LISTED RECORDS:
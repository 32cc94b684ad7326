//! Error types shared across the room finder core.
//!
//! Record-level validation problems live in [`crate::catalog::RecordError`]
//! because they are recovered locally (the record is dropped). Everything
//! here is propagated to the caller.

use thiserror::Error;

/// Errors returned by geometry, routing, readiness and configuration code.
#[derive(Debug, Error)]
pub enum Error {
    /// A coordinate was NaN or infinite.
    #[error("invalid coordinate ({lat}, {lon}): latitude and longitude must be finite")]
    InvalidCoordinate { lat: f64, lon: f64 },

    /// A geometry operation received no points.
    #[error("empty input: {0}")]
    EmptyInput(&'static str),

    /// A numeric parameter was out of range (e.g. zero walking speed).
    #[error("invalid parameter `{name}`: {reason}")]
    InvalidParameter { name: &'static str, reason: String },

    /// The map surface never signalled readiness within the retry budget.
    #[error("map surface unavailable after {attempts} readiness checks")]
    ResourceUnavailable { attempts: u32 },

    /// The controller was disposed while an operation was pending.
    #[error("map controller disposed")]
    Disposed,

    /// A configuration or data document failed to parse.
    #[error("failed to parse document: {0}")]
    Parse(#[from] serde_json::Error),
}

pub type Result<T> = std::result::Result<T, Error>;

YOUR OBJECTIVE: Output the records above, each one exactly, with none left out.

WRITTEN RESPONSE:
repository 32cc94b684ad7326
//! Error types shared across the room finder core.
//!
//! Record-level validation problems live in [`crate::catalog::RecordError`]
//! because they are recovered locally (the record is dropped). Everything
//! here is propagated to the caller.

use thiserror::Error;

/// Errors returned by geometry, routing, readiness and configuration code.
#[derive(Debug, Error)]
pub enum Error {
    /// A coordinate was NaN or infinite.
    #[error("invalid coordinate ({lat}, {lon}): latitude and longitude must be finite")]
    InvalidCoordinate { lat: f64, lon: f64 },

    /// A geometry operation received no points.
    #[error("empty input: {0}")]
    EmptyInput(&'static str),

    /// A numeric parameter was out of range (e.g. zero walking speed).
    #[error("invalid parameter `{name}`: {reason}")]
    InvalidParameter { name: &'static str, reason: String },

    /// The map surface never signalled readiness within the retry budget.
    #[error("map surface unavailable after {attempts} readiness checks")]
    ResourceUnavailable { attempts: u32 },

    /// The controller was disposed while an operation was pending.
    #[error("map controller disposed")]
    Disposed,

    /// A configuration or data document failed to parse.
    #[error("failed to parse document: {0}")]
    Parse(#[from] serde_json::Error),
}

pub type Result<T> = std::result::Result<T, Error>;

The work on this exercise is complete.